The focus of V&V of reactive software systems is to guarantee that the system correctly implements its functionality and expected behavior, as prescribed by systems requirements. The semantic differences between the requirements model and its implementation in embedded control systems impose even more challenges for the V&V process [32]. While some control requirements are mathematically set in a continuous time, assuming concurrent execution and instantaneous switching in the problem domain, the final target code is running on a digital computer platform, subjected to sampling intervals, round-off errors, and communication delays, possibly producing different system behavior. Thus, it is necessary to dynamically verify the requirements specified in NL against the final code running on the target environment [33].



Fig. 3. Validation activities.

The proposed SV&V process is explained in the following sections. In the specific case of the flight software, we used distributed verification, where specification and validation activities were performed in Monterey, CA, generation of log files took place in São José dos Campos, Brazil, and requirements verification was conducted in Monterey, CA [8].

# B. Specification and Validation Activities

The requirements specification and validation follow an abstract-validate-refine process, as shown in Fig. 3, with the following steps.

- 1) *Requirements modeling*: statechart assertions are created for a set of critical NL requirements; they are a computer executable version of the NL requirements.
- 2) Validation: a set of test scenarios is created for every assertion with the purpose of assuring that the assertion conforms to the intent of its corresponding NL requirements. Some scenarios are designed to satisfy the requirement, while others capture event sequences that deliberately fail the requirement, expecting the assertion to flag the requirement violation. In other words, validation testing assures the assertion being validated is a good representative of the NL requirement.
- 3) Failure of a validation JUnit test: an unexpected validation-test outcome occurs when either the assertion fails when it is expected to succeed, or vice versa. When this occurs, the scenario in question is further examined to determine which of the following issues caused the unexpected assertion behavior: a) a "bug," that is, the statechart assertion exhibits a behavior different from what the developer expects; b) the developer misunderstood the requirement (e.g., when the NL requirement is ambiguous) thereby creating an erroneous statechart assertion; and c) the validation test contains a error (i.e., a "driver error"). In the first case, the statechart assertion is reviewed for correction and the second step is repeated. In the second case, the NL requirement is reviewed with the stakeholder to uncover missing or ill-



Fig. 4. Verification activities.

specified behaviors and the first step is repeated. In the third case, the test itself has to be corrected.

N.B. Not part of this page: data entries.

//! `DynamicListArray`: ragged per-index lists in one bulk allocation.
//!
//! Layout is CSR-like: `offsets[i]..offsets[i + 1]` is the slot range
//! reserved for list `i`, and `lengths[i]` counts the slots filled so far.
//! Lists are built in two passes: size every list from a count vector with
//! [`DynamicListArray::from_counts`], then append with
//! [`DynamicListArray::push_entry`], which never writes outside a list's range.

use crate::data::element::ArrayElement;
use crate::debug_invariants::DebugInvariants;
use crate::structure_error::StructureError;

/// Ragged array mapping an index to an ordered list of values.
#[derive(Clone, Debug, PartialEq)]
pub struct DynamicListArray<T> {
    offsets: Vec<usize>,
    lengths: Vec<usize>,
    values: Vec<T>,
}

impl<T> Default for DynamicListArray<T> {
    fn default() -> Self {
        Self {
            offsets: vec![0],
            lengths: Vec::new(),
            values: Vec::new(),
        }
    }
}

impl<T: ArrayElement> DynamicListArray<T> {
    /// Reserve `counts[i]` slots for list `i`, all empty.
    pub fn from_counts(counts: &[usize]) -> Result<Self, StructureError> {
        let mut offsets = Vec::new();
        offsets
            .try_reserve_exact(counts.len() + 1)
            .map_err(|_| StructureError::AllocationFailed(counts.len() + 1))?;
        offsets.push(0usize);
        let mut total = 0usize;
        for &c in counts {
            total = total
                .checked_add(c)
                .ok_or(StructureError::AllocationFailed(usize::MAX))?;
            offsets.push(total);
        }
        let mut values = Vec::new();
        values
            .try_reserve_exact(total)
            .map_err(|_| StructureError::AllocationFailed(total))?;
        values.resize(total, T::default());
        Ok(Self {
            offsets,
            lengths: vec![0; counts.len()],
            values,
        })
    }

    /// Build from fully formed lists.
    pub fn from_lists<L: AsRef<[T]>>(lists: &[L]) -> Result<Self, StructureError> {
        let counts: Vec<usize> = lists.iter().map(|l| l.as_ref().len()).collect();
        let mut out = Self::from_counts(&counts)?;
        for (i, list) in lists.iter().enumerate() {
            for &v in list.as_ref() {
                out.push_entry(i, v)?;
            }
        }
        Ok(out)
    }

    /// Rebuild from raw CSR parts, as persisted.
    pub fn from_parts(offsets: Vec<usize>, values: Vec<T>) -> Result<Self, StructureError> {
        if offsets.first() != Some(&0) || offsets.last() != Some(&values.len()) {
            return Err(StructureError::ShapeMismatch {
                expected: values.len(),
                found: offsets.last().copied().unwrap_or(0),
            });
        }
        if offsets.windows(2).any(|w| w[0] > w[1]) {
            return Err(StructureError::Persistence(
                "dynamic list offsets are not monotonic".into(),
            ));
        }
        let lengths = offsets.windows(2).map(|w| w[1] - w[0]).collect();
        Ok(Self {
            offsets,
            lengths,
            values,
        })
    }

    /// Number of lists.
    pub fn number_of_lists(&self) -> usize {
        self.lengths.len()
    }

    pub fn is_empty(&self) -> bool {
        self.lengths.is_empty()
    }

    /// Slots reserved for list `i`.
    pub fn capacity(&self, i: usize) -> Option<usize> {
        Some(self.offsets.get(i + 1)? - self.offsets[i])
    }

    /// Entries currently stored in list `i`.
    pub fn number_of_elements(&self, i: usize) -> Option<usize> {
        self.lengths.get(i).copied()
    }

    /// Sum of all list lengths.
    pub fn total_entries(&self) -> usize {
        self.lengths.iter().sum()
    }

    /// True when every list is completely filled.
    pub fn is_complete(&self) -> bool {
        (0..self.lengths.len()).all(|i| self.capacity(i) == Some(self.lengths[i]))
    }

    /// Append `value` to list `i`.
    pub fn push_entry(&mut self, i: usize, value: T) -> Result<(), StructureError> {
        let n = self.lengths.len();
        let cap = self
            .capacity(i)
            .ok_or(StructureError::IndexOutOfBounds { index: i, len: n })?;
        let len = self.lengths[i];
        if len >= cap {
            return Err(StructureError::IndexOutOfBounds {
                index: len,
                len: cap,
            });
        }
        self.values[self.offsets[i] + len] = value;
        self.lengths[i] += 1;
        Ok(())
    }

    /// Filled entries of list `i`.
    pub fn element_list(&self, i: usize) -> Option<&[T]> {
        let len = *self.lengths.get(i)?;
        let start = self.offsets[i];
        Some(&self.values[start..start + len])
    }

    /// Replace list `i`. Lists that outgrow their reserved range trigger a rebuild.
    pub fn set_element_list(&mut self, i: usize, list: &[T]) -> Result<(), StructureError> {
        let n = self.lengths.len();
        let cap = self
            .capacity(i)
            .ok_or(StructureError::IndexOutOfBounds { index: i, len: n })?;
        if list.len() <= cap {
            let start = self.offsets[i];
            self.values[start..start + list.len()].copy_from_slice(list);
            self.lengths[i] = list.len();
            return Ok(());
        }
        let lists: Vec<Vec<T>> = (0..n)
            .map(|j| {
                if j == i {
                    list.to_vec()
                } else {
                    self.element_list(j).map(<[T]>::to_vec).unwrap_or_default()
                }
            })
            .collect();
        *self = Self::from_lists(&lists)?;
        Ok(())
    }

    /// Iterate over filled lists in index order.
    pub fn iter(&self) -> impl Iterator<Item = &[T]> + '_ {
        (0..self.lengths.len()).filter_map(move |i| self.element_list(i))
    }

    /// Compacted CSR offsets and values (filled entries only).
    pub fn to_parts(&self) -> (Vec<usize>, Vec<T>) {
        let mut offsets = Vec::with_capacity(self.lengths.len() + 1);
        let mut values = Vec::with_capacity(self.total_entries());
        offsets.push(0);
        for list in self.iter() {
            values.extend_from_slice(list);
            offsets.push(values.len());
        }
        (offsets, values)
    }
}

impl<T: ArrayElement> DebugInvariants for DynamicListArray<T> {
    fn invariant_scope(&self) -> &'static str {
        "DynamicListArray"
    }

    /// Offsets start at zero, never decrease and end at the slot count;
    /// no list holds more entries than its slots.
    fn validate_invariants(&self) -> Result<(), StructureError> {
        if self.offsets.len() != self.lengths.len() + 1 {
            return Err(StructureError::ShapeMismatch {
                expected: self.lengths.len() + 1,
                found: self.offsets.len(),
            });
        }
        if self.offsets.first() != Some(&0) || self.offsets.last() != Some(&self.values.len()) {
            return Err(StructureError::ShapeMismatch {
                expected: self.values.len(),
                found: self.offsets.last().copied().unwrap_or(0),
            });
        }
        for (i, w) in self.offsets.windows(2).enumerate() {
            let slots = w[1].checked_sub(w[0]).ok_or(StructureError::IndexOutOfBounds {
                index: w[1],
                len: w[0],
            })?;
            if self.lengths[i] > slots {
                return Err(StructureError::IndexOutOfBounds {
                    index: self.lengths[i],
                    len: slots,
                });
            }
        }
        Ok(())
    }
}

#### C. Verification Activities

Fig. 4 describes the verification framework based on an abstract-verify-refine process. It involves the following steps.

- 1) *Runtime execution monitoring*: data is gathered in a log file by observing the system behavior in its real-time or simulated execution environment.
- 2) *Log-file-based verification*: a set of JUnit verification tests is autogenerated from the log files. The tests are executed against the assertions.
- 3) Failure tests: At this time, all assertions are expected to succeed. Verification tests that fail an assertion are examined to determine whether they are due to an implementation error or due to abnormal system execution. In the latter case, the problem is reported to the stakeholders. Otherwise, the process proceeds.
- Design review: feedback is given to the system-design and implementation team. Given the updated design and code, the loop proceeds to the first step.

#### V. FLIGHT SOFTWARE FORMAL SV&V

# A. Specification

For our case study, the SUT is the flight control software of the Brazilian satellite launcher. The software is responsible for the control of the launcher, except for the launcher destruction, from a few minutes preceding liftoff until the satellite has been deployed into Earth's orbit. The software is also in charge of the main launcher's subsystems verification (e.g., inertial platforms, autopilot chain, and sequencing chain) during flight preparation.

The external interfaces of the flight software include a variety of analog and digital components and, as a consequence, the interface has to be able to detect and recover from error conditions resulting from interaction with the embedded environment. The algorithms and control loops, which operate during the powered and ballistic phases of flight, compare the measured state of the vehicle (i.e., position, speed, acceleration, and attitude) with the desired state, and generate



Fig. 5. Statechart assertion for the Req\_Ref\_B.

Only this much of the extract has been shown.